As I was walking down the library stairs, a man approached me. He had bright, lucid, blue eyes. His grey hair was messy and his gestures were kind and cautious. He asked me for 25 cents to make a phone call. I searched inside my pockets only to find just a couple of them, so I offered him my cell phone, which he rejected. He told me the phone call was for a job interview. I descended to the ground floor with him to get some change. I had the feeling that I had to help him, that he really was looking for a job. He inserted the coin in the payphone after telling me how thankful he was and I said goodbye wishing him luck. I left, happy about the whole situation, and walked towards the house I was staying at.

But then, a thought stroke me: 25 cents. I had given this man - a man who looked like a good person trying to get his life back together - 25 miserable cents. I could have given him the rest of the change from that dollar in case he needed to make more phone calls, I could've invited him to a cup of coffee, or to have dinner. I had arrived to this city for free, I had been travelling, eating and sleeping thanks to people's generosity, and yet I wasn't able to think of being generous myself with someone that actually needed it. Anguish spread inside me like corrosive acid. I stopped dead. I was on a bridge over a wide highway, already far from the city center. (...) It made no sense to come back.

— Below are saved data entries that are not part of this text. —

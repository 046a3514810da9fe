//! Test tiers and tier selection.

use clap::ValueEnum;
use std::fmt;

/// Classification of a test case.
#[derive(Debug, Clone, Copy, PartialEq, Eq, Hash)]
pub enum Tier {
    /// Shallow reachability probes, cheap enough to run liberally.
    Smoke,
    /// Deeper checks that assume the whole dependency chain is deployed.
    Incremental,
}

impl Tier {
    pub fn as_str(&self) -> &'static str {
        match self {
            Tier::Smoke => "smoke",
            Tier::Incremental => "incremental",
        }
    }
}

impl fmt::Display for Tier {
    fn fmt(&self, f: &mut fmt::Formatter<'_>) -> fmt::Result {
        f.write_str(self.as_str())
    }
}

/// Which tiers a run selects.
#[derive(Debug, Clone, Copy, PartialEq, Eq, ValueEnum)]
pub enum Selection {
    Smoke,
    Incremental,
    All,
}

impl Selection {
    pub fn includes(&self, tier: Tier) -> bool {
        matches!(
            (self, tier),
            (Selection::All, _)
                | (Selection::Smoke, Tier::Smoke)
                | (Selection::Incremental, Tier::Incremental)
        )
    }
}

#[cfg(test)]
mod tests {
    use super::*;

    #[test]
    fn test_selection_includes() {
        assert!(Selection::All.includes(Tier::Smoke));
        assert!(Selection::All.includes(Tier::Incremental));
        assert!(Selection::Smoke.includes(Tier::Smoke));
        assert!(!Selection::Smoke.includes(Tier::Incremental));
        assert!(Selection::Incremental.includes(Tier::Incremental));
        assert!(!Selection::Incremental.includes(Tier::Smoke));
    }
}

I felt the urge to talk to somebody, to be comforted - but I was completely alone. I tried to accept it, accept my human mistakes. This was a lesson, next time I'd do better. But I wanted to help him, not an hypothetic next person. I thought of the necessity of having certain maxims in mind on a constant basis, and I think this was the time in my life where I've been closer to understanding the essence of religious mindsets. (...) And so I thought and overthought so much that I ended up getting lost and it took me an extra hour to get home.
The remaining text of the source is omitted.